Source data:
====

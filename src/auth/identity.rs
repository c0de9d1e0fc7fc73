use serde::Serialize;

/// The verified caller of one request.
///
/// Produced only by a [`CredentialVerifier`](super::CredentialVerifier) and
/// never mutated afterwards.
#[derive(Debug, Clone, PartialEq, Eq, Serialize)]
pub struct Identity {
    id: String,
    email: String,
}

impl Identity {
    pub fn new(id: impl Into<String>, email: impl Into<String>) -> Self {
        Self {
            id: id.into(),
            email: email.into(),
        }
    }

    pub fn id(&self) -> &str {
        &self.id
    }

    pub fn email(&self) -> &str {
        &self.email
    }
}

#[cfg(test)]
mod tests {
    use super::*;

    #[test]
    fn test_identity_serializes_both_fields() {
        let identity = Identity::new("user-1", "ada@example.com");
        let json = serde_json::to_value(&identity).unwrap();
        assert_eq!(json, serde_json::json!({"id": "user-1", "email": "ada@example.com"}));
    }
}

====

• Exercise goal:
Restate word for word the entries above, starting at the line with "of one request." and ending at the line with "let json = serde_json::to_value(&identity).unwrap();", inclusive, and no others.

• Task answer:
/// The verified caller of one request.
///
/// Produced only by a [`CredentialVerifier`](super::CredentialVerifier) and
/// never mutated afterwards.
#[derive(Debug, Clone, PartialEq, Eq, Serialize)]
pub struct Identity {
    id: String,
    email: String,
}

impl Identity {
    pub fn new(id: impl Into<String>, email: impl Into<String>) -> Self {
        Self {
            id: id.into(),
            email: email.into(),
        }
    }

    pub fn id(&self) -> &str {
        &self.id
    }

    pub fn email(&self) -> &str {
        &self.email
    }
}

#[cfg(test)]
mod tests {
    use super::*;

    #[test]
    fn test_identity_serializes_both_fields() {
        let identity = Identity::new("user-1", "ada@example.com");
        let json = serde_json::to_value(&identity).unwrap();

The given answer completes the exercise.